The settlers have become extremely conscious of public relations and are trying to present an image to the world that they are victims and “dreamers,” not fanatics – or criminals. We must counter that image, in Israel and abroad. Focusing on settler criminal activity is one way of educating the international community that first, there is an Occupation and second, that a main goal of that Occupation is to protect Jewish settlers, who are living in the OT illegally, some of whom commit all sorts of atrocities against Palestinian civilians and their property.


 

[1] A poll commissioned by Peace Now, taken on 6 May 2002, revealed that 59% of Israelis support immediate evacuation of most settlements, followed by unilateral withdrawal of the army from the OT. Mina Zemach, Israel’s foremost pollster, found that 69% of Israelis favor evacuation of  all or most of the settlements, and 63% favor unilateral withdrawal. The Council for Peace and Security, a group of some 1,000 top level reserve generals, colonels, Shin Bet and Mossad officials and one of the most mainstream bodies in Israel has mounted a public campaign for unilateral withdrawal; its plan involves evacuating some 40-50 settlements. Le Monde Diplomatiqu3, December 22, 2001.

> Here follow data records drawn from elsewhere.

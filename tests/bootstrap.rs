//! Bootstrapper integration tests against the in-memory store.

use std::sync::Arc;

use chrono::Utc;
use daylog::bootstrap::Bootstrapper;
use daylog::config::{Config, Credentials, ElectionConfig, MemberConfig, ReplicaSetConfig};
use daylog::store::MemoryStore;
use daylog::{shard_key, Error};

fn config(tenants: &[&str]) -> Config {
    Config {
        uri: "mongodb://unused".to_string(),
        tenants: tenants.iter().map(|t| t.to_string()).collect(),
        ttl_days: 30,
        root: Credentials {
            user: "root".to_string(),
            password: "root".to_string(),
        },
        operator: Default::default(),
        replica_set: ReplicaSetConfig {
            name: "rs0".to_string(),
            members: vec![
                MemberConfig {
                    host: "mongo1:27017".to_string(),
                    priority: 2.0,
                },
                MemberConfig {
                    host: "mongo2:27017".to_string(),
                    priority: 1.0,
                },
                MemberConfig {
                    host: "mongo3:27017".to_string(),
                    priority: 1.0,
                },
            ],
        },
        election: Default::default(),
        tenant_passwords: Default::default(),
    }
}

fn today_collection(tenant: &str) -> (String, String) {
    let shard = shard_key(tenant, Utc::now());
    (shard.database(), shard.collection())
}

#[tokio::test]
async fn test_bootstrap_two_tenant_scenario() {
    let store = Arc::new(MemoryStore::new());
    Bootstrapper::new(store.clone(), config(&["svc-a", "svc-b"]))
        .run()
        .await
        .unwrap();

    // One database, marker, user, and today-shard per tenant.
    for tenant in ["svc-a", "svc-b"] {
        let (db, coll) = today_collection(tenant);
        assert_eq!(db, format!("{tenant}_logs"));
        assert!(store.collection_exists(&db, &coll));
        assert_eq!(store.document_count(&db, "_init"), 1);
    }
    assert_eq!(store.user_names(), ["log_cron", "root", "svc-a", "svc-b"]);

    // Operator role lists exactly the tenant databases plus cluster status.
    let role = store.role("logCollectionManager").unwrap();
    assert_eq!(role.privileges.len(), 3);
    let dbs: Vec<&str> = role
        .privileges
        .iter()
        .filter_map(|p| p.get_document("resource").ok())
        .filter_map(|r| r.get_str("db").ok())
        .collect();
    assert_eq!(dbs, ["svc-a_logs", "svc-b_logs"]);
}

#[tokio::test]
async fn test_bootstrap_converges_when_rerun() {
    let store = Arc::new(MemoryStore::new());
    let bootstrapper = Bootstrapper::new(store.clone(), config(&["svc-a", "svc-b"]));
    bootstrapper.run().await.unwrap();
    bootstrapper.run().await.unwrap();

    assert_eq!(store.user_names(), ["log_cron", "root", "svc-a", "svc-b"]);
    assert_eq!(store.document_count("svc-a_logs", "_init"), 1);
    let (db, coll) = today_collection("svc-a");
    assert_eq!(store.index_count(&db, &coll), 1);
    assert_eq!(
        store.role("logCollectionManager").unwrap().privileges.len(),
        3
    );
}

#[tokio::test]
async fn test_operator_privileges_track_added_tenant() {
    let store = Arc::new(MemoryStore::new());
    // An unrelated database must never appear in the privilege list.
    store.create_plain_collection("metrics", "samples");

    Bootstrapper::new(store.clone(), config(&["svc-a"]))
        .run()
        .await
        .unwrap();
    assert_eq!(store.role("logCollectionManager").unwrap().privileges.len(), 2);

    Bootstrapper::new(store.clone(), config(&["svc-a", "svc-b"]))
        .run()
        .await
        .unwrap();
    let role = store.role("logCollectionManager").unwrap();
    let dbs: Vec<&str> = role
        .privileges
        .iter()
        .filter_map(|p| p.get_document("resource").ok())
        .filter_map(|r| r.get_str("db").ok())
        .collect();
    assert_eq!(dbs, ["svc-a_logs", "svc-b_logs"]);
}

#[tokio::test(start_paused = true)]
async fn test_bootstrap_initiates_replica_set_and_waits_for_primary() {
    // Primary appears only after three status polls.
    let store = Arc::new(MemoryStore::uninitialized(3));
    Bootstrapper::new(store.clone(), config(&["svc-a"]))
        .run()
        .await
        .unwrap();
    assert!(store.collection_exists("svc-a_logs", &today_collection("svc-a").1));
}

#[tokio::test(start_paused = true)]
async fn test_election_timeout_is_fatal() {
    let store = Arc::new(MemoryStore::uninitialized(100));
    let mut cfg = config(&["svc-a"]);
    cfg.election = ElectionConfig {
        max_attempts: 3,
        interval_secs: 2,
    };

    let result = Bootstrapper::new(store.clone(), cfg).run().await;
    match result {
        Err(Error::Timeout { attempts, .. }) => assert_eq!(attempts, 3),
        other => panic!("expected election timeout, got {other:?}"),
    }
    // Nothing past phase 1 ran.
    assert!(store.user_names().is_empty());
}

#[tokio::test]
async fn test_tenant_failure_aborts_bootstrap() {
    let store = Arc::new(MemoryStore::new());
    store.deny_database("svc-b_logs");

    let result = Bootstrapper::new(store.clone(), config(&["svc-a", "svc-b", "svc-c"]))
        .run()
        .await;
    assert!(matches!(result, Err(Error::PermissionDenied(_))));
    // Later phases never ran: no operator role was synthesized.
    assert!(store.role("logCollectionManager").is_none());
}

[2] To quote Hannah Kim in Ha’aretz: “This has been and still is one of the great mysteries: How is it that there is no political expression of the fact that most of the Israeli public is in favor of evacuating the settlements?” Ha’aretz, 4 July 2002.

[3] Ha’aretz (Hebrew edition only), 18 June 2002, 90% Ready to Leave, by Akiva Eldar. In 1993, thanks to the Katz plan, several hundred settler families returned behind the Green Line in exchange for 800 NIS ($200)  a month rent subsidies. In 1999, a large Knesset majority vetoed proposals to compensate settlers.

   The remaining 10% of the settlers not willing to return to Israel comprise less than 5,000 families.

[4] In the US, according to FAIR, news reports on Israeli Army activity is often reported as occurring within Israel.  …A recent BBC news report criticized Mrs. Cherie Blair’s comments concerning suicide bombers, made to the Medical Aid for Palestine, ‘ a charity that describes Israel's presence in the West Bank and Gaza as an "occupation". It  apparently escaped BBC’s attention that this is also the policy of the British Government.